**EXERCISE PROMPT:**
Restate, word for word, the lines from the opening line of the data through the line containing "#[derive(Parser, Debug)]", both included, and nothing else.

**INFORMATION SUPPLIED:**
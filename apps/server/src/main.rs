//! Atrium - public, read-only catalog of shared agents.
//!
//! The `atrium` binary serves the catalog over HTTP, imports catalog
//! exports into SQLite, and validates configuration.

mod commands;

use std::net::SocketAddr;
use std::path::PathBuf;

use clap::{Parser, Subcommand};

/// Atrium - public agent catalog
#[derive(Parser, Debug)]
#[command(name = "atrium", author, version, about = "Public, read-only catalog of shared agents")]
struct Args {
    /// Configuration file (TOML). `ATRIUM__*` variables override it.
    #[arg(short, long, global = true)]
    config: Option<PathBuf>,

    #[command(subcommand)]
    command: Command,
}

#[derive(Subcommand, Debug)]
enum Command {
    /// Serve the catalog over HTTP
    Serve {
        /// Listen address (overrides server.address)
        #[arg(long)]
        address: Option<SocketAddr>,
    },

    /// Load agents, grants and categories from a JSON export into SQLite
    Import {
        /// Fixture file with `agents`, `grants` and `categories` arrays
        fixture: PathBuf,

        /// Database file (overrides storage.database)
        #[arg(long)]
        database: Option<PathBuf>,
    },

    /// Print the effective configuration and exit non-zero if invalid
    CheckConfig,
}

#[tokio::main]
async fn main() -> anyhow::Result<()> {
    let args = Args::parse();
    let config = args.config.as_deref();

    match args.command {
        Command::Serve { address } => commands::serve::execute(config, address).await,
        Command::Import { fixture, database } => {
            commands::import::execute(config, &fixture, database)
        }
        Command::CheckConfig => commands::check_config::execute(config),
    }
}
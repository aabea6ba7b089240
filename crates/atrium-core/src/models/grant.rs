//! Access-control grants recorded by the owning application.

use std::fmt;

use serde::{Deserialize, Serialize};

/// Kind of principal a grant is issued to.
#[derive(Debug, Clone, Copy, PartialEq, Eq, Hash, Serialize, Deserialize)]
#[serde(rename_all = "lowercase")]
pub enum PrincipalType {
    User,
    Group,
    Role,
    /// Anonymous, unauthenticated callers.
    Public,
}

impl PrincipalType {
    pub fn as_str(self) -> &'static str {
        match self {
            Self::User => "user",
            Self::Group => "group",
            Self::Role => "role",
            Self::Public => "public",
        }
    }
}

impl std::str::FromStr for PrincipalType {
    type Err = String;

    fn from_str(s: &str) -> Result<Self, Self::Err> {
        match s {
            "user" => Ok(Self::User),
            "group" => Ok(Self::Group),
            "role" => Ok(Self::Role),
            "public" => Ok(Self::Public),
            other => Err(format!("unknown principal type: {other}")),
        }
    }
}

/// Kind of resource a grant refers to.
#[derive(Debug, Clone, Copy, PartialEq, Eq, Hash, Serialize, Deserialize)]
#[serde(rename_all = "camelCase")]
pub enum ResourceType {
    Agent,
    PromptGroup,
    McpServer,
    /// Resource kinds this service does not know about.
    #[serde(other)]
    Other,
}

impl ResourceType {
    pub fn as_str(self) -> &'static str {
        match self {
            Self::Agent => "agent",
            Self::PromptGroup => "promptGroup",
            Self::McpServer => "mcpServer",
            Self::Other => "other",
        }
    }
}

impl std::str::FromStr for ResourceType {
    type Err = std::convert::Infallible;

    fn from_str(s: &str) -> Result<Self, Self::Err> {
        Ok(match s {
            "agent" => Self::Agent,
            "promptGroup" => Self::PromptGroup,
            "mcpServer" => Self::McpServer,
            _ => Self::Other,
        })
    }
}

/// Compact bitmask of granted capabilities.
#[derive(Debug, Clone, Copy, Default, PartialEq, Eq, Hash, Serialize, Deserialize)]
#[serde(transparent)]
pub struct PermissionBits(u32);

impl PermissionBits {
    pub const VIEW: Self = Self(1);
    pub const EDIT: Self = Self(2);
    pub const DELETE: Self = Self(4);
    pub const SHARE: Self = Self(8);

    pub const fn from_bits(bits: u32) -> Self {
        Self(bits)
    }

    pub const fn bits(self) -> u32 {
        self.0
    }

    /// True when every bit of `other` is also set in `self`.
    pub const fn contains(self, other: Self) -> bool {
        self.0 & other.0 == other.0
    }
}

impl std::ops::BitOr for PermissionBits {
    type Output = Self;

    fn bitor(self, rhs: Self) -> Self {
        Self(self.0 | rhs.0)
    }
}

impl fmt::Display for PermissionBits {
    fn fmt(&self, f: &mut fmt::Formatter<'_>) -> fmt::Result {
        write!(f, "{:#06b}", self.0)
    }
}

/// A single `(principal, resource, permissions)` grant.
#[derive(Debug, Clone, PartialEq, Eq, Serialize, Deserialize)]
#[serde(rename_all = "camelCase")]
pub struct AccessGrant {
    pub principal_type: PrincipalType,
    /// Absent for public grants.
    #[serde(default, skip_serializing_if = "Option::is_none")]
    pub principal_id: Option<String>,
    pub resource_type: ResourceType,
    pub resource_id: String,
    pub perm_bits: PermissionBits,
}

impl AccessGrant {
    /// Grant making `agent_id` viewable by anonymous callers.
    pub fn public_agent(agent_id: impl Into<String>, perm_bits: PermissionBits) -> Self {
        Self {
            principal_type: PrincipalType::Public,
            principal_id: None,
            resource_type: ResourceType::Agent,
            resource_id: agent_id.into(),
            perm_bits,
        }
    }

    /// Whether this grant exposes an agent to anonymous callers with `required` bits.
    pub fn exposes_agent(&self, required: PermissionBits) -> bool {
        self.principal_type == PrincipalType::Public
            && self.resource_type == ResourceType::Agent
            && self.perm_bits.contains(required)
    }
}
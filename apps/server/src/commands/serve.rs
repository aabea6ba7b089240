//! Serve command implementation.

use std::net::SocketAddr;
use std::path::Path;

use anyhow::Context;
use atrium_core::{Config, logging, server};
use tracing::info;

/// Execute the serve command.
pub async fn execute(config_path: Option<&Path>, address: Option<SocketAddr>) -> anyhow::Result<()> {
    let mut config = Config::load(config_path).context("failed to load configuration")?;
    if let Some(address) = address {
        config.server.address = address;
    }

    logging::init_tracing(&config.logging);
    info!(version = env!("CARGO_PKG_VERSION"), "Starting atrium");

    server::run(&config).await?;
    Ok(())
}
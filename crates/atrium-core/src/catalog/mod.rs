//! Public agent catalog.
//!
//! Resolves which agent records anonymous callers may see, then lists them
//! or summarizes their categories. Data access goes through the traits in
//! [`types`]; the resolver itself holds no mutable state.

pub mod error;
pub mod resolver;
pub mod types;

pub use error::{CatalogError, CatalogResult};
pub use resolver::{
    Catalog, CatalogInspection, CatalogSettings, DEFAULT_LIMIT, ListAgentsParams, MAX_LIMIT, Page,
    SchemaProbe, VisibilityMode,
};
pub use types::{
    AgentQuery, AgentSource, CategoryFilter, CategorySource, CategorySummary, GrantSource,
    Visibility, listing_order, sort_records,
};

**TASK SOLUTION:**
filename apps/server/src/main.rs
//! Atrium - public, read-only catalog of shared agents.
//!
//! The `atrium` binary serves the catalog over HTTP, imports catalog
//! exports into SQLite, and validates configuration.

mod commands;

use std::net::SocketAddr;
use std::path::PathBuf;

use clap::{Parser, Subcommand};

/// Atrium - public agent catalog
#[derive(Parser, Debug)]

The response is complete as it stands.